▶ Input records:
****
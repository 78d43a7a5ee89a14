use std::path::PathBuf;

use clap::{Parser, Subcommand};
use tracing::error;

use banking_etl::config::Config;
use banking_etl::domain::QualityTable;
use banking_etl::observability::logging;
use banking_etl::pipeline::runner::PipelineRunner;
use banking_etl::utils::generate_batch_id;

#[derive(Parser)]
#[command(name = "banking_etl")]
#[command(about = "Banking transactions warehouse ETL pipeline")]
#[command(version = "0.1.0")]
struct Cli {
    /// Batch id for this invocation; generated when absent. The scheduler
    /// passes the same id to every stage of one run.
    #[arg(long, global = true)]
    batch_id: Option<String>,

    /// Path to the TOML configuration file
    #[arg(long, global = true)]
    config: Option<PathBuf>,

    #[command(subcommand)]
    command: Commands,
}

#[derive(Subcommand)]
enum Commands {
    /// Extract the source file into the raw staging table
    Extract {
        /// Source file; overrides the configured input path
        #[arg(long)]
        input: Option<PathBuf>,
    },
    /// Cleanse pending raw records into typed cleaned records
    Transform,
    /// Resolve dimension keys and load fact rows
    Load,
    /// Compute and persist quality metrics for one table
    QualityCheck {
        /// Table to assess: raw, cleaned, or fact
        #[arg(long, default_value = "fact")]
        table: String,
    },
    /// Run extract, transform, load, and quality checks sequentially
    Run {
        /// Source file; overrides the configured input path
        #[arg(long)]
        input: Option<PathBuf>,
    },
}

fn main() -> anyhow::Result<()> {
    dotenv::dotenv().ok();
    logging::init_logging();

    let cli = Cli::parse();
    let mut config = Config::load(cli.config.as_deref())?;
    let batch_id = cli.batch_id.unwrap_or_else(generate_batch_id);

    match cli.command {
        Commands::Extract { input } => {
            if let Some(input) = input {
                config.etl.input_path = input;
            }
            let runner = PipelineRunner::new(config);
            let outcome = runner.run_extract(&batch_id)?;
            println!("✅ Extract complete for batch {}", batch_id);
            println!("   Rows extracted: {}", outcome.rows_extracted);
            println!("   Rows staged:    {}", outcome.rows_staged);
        }
        Commands::Transform => {
            let runner = PipelineRunner::new(config);
            let outcome = runner.run_transform(&batch_id)?;
            println!("✅ Transform complete for batch {}", batch_id);
            println!("   Rows cleaned:  {}", outcome.rows_cleaned);
            println!("   Rows rejected: {}", outcome.rows_rejected);
        }
        Commands::Load => {
            let runner = PipelineRunner::new(config);
            let outcome = runner.run_load(&batch_id)?;
            println!("✅ Load complete for batch {}", batch_id);
            println!("   Rows loaded: {}", outcome.rows_loaded);
            println!("   Duplicates:  {}", outcome.duplicates);
            println!("   Rows failed: {}", outcome.rows_failed);
        }
        Commands::QualityCheck { table } => {
            let Some(table) = QualityTable::parse(&table) else {
                error!("Unknown quality table: {}", table);
                anyhow::bail!("unknown quality table '{}' (expected raw, cleaned, or fact)", table);
            };
            let runner = PipelineRunner::new(config);
            let report = runner.run_quality(&batch_id, table)?;
            println!(
                "{} Quality status for {}: {}",
                if report.pass { "✅" } else { "⚠️" },
                table.table_name(),
                report.overall
            );
            for metric in &report.metrics {
                println!(
                    "   {:<24} {:>10.2} ({}%) [{}]",
                    metric.metric_name,
                    metric.value,
                    metric.percentage.unwrap_or(0.0),
                    metric.status
                );
            }
        }
        Commands::Run { input } => {
            if let Some(input) = input {
                config.etl.input_path = input;
            }
            let runner = PipelineRunner::new(config);
            let summary = runner.run(&batch_id)?;
            println!("\n📊 Pipeline results for batch {}:", summary.batch_id);
            println!("   Rows extracted:   {}", summary.rows_extracted);
            println!("   Rows transformed: {}", summary.rows_transformed);
            println!("   Rows loaded:      {}", summary.rows_loaded);
            println!("   Rows rejected:    {}", summary.rows_rejected);
            println!("   Duplicates:       {}", summary.duplicates);
            println!(
                "   Quality status:   {}",
                if summary.quality_pass { "PASS" } else { "FAIL" }
            );
        }
    }

    Ok(())
}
****
Pull out each line of the records holding the string "loaded".

▶ Completed exercise:
            println!("   Rows loaded: {}", outcome.rows_loaded);
            println!("   Rows loaded:      {}", summary.rows_loaded);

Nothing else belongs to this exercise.